Bertemu dan ngobrol lama dengan beliau, terakhir
di tahun 2017. Saat itu ia berkunjung ke rumah kami membawa konsep Visi dan
Misinya untuk siap mengikuti Suksesi Pemilihan Kepala Desa (Kades) Tuwagoetobi
Kecamatan Witihama. Slogan menjadikan Masyarakat Tuwagoetobi yang
"Mamase" (Maju Mandiri dan Sejahtera) sebagai visi unggulnya yang
kami diskusikan setahun silam, telah menghatarnya lolos dalam mengambil peran
"gelekat" pengabdian, pelayanan di Kampung halamannya sendiri,
Honihama. Sebagai Kepala Desa.
Padat aktivitas pelayanannya di tengah masyarakat
Desa Tuwagoetobi dan rutinitas agenda pembangunan, membuat kami yang dulunya
sering ngopi bersama dan berbagi cerita perlahan hilang. Suasana kebersamaan di
Kota Larantuka, layaknya bapak dan anak tak terasa lagi. Sejak resmi dilantik
menjadi Kepala Desa, bersama keluarga, mereka kembali ke kampung halaman dan
menetap di sana.
Baru malam tadi, Rabu (6/6/18), di luar rencana
dan tidak diduga sebelumya, kami bertemu di Kota Larantuka. Banyak cerita dan
shering pengalaman secara bergantian kami luapkan. Walau terpaut usia cukup
jauh, kami sangat akrab. Hal ini bisa terjadi, karena sejak kami bersekolah di
SMA Negeri 1 Larantuka (2005), figurnya sudah menjadi teladan untuk kami. Ia
mampu bergaul dengan semua kalangan. Baik yang tua, maupun muda. Ada rasa
bangga, karena sejak SMA, ia bersedia berdiskusi dengan kami. Banyak informasi
dan pengalaman ia bagikan. Rumusnya adalah rajin rajinlah bertanya.
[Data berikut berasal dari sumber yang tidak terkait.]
//! Built-in [`ItemProcessor`](crate::pipeline::ItemProcessor) implementations

pub mod text;

pub use text::{DEFAULT_CHUNK_SIZE, TextProcessor, TextStats};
Sebelum berkenalan dan akhirnya akrab seperti
hari ini, kami sangat segan dengan beliau. Mengapa? karena, dialah satu
satunya, orang yang mengendarai sepeda motor kala itu masuk di kampung kami.
Biasanya ia ke kampung jelang liburan. Mendengar bunyi motor memasuki gerbang
kampung, anak anak generasi seangakatan saya sudah bersiap siap dan mengejar
motor dari belakang sambil lomba, siapa yang paling banyak menyentuh motor.
Konsekwensinya, wajah kami tertutup asap knalpot. Kami bersyukur, lewat
beliaulah, kami bisa mengenal dan menyentuh sepeda motor.
Kalau sebut nama lengkapnya, banyak pasti tidak
kenal. Namun jika menyebutnya dengan "Jupen" pasti banyak yang kenal.
Jupen yang artinya Juru Penerangan. Anak kampung yang tidak punya cita cita,
namun semangat kerjanya yang luar biasa mampu menghantarnya bekerja di Jawatan
Penerangan Flores Timur, menjadi seorang Jupen, hingga dinobatkan menjadi jupen
teladan tingkat Propinsi NTT.
Yohanes Kopong Lamatokan, nama lengkap yang
kurang familiar dibandingkan dengan sapaan Jupen. Ia lahir di sebuah dusun
kecil, Dusun Lewoblolo di Desa Tuwagoetobi, persis di kaki Gunung Ile Boleng,
tepat pada tanggal 15 Mei 1955. Ia adalah putra sulung dari 5 bersaudara, anak
dari Bapak Petrus Tuan Laot (Alm) dan Mama Marta Tuto Wara (Alm). Di usia satu
tahun, ia tinggal sendiri bersama mamanya. Bapanya memilih mencari nafka di
tanah rantau, Sabah Malaysia. Masa kecil dengan mama sendiri, tentu tidak
sebahagia teman teman lain, yang lengkap bersama bapa dan mamanya. Ini
dirasakan oleh Ama Kopong Kolot, sapaan Yohanes Kopong Lamatokan, waktu kecil
di kampung halamannya. Lewat Frans Ola Rugi (Alm) Saudara kandung dari mamanya,
ia mendapat perhatian dan perlindungan, layaknya seorang bapa kandung.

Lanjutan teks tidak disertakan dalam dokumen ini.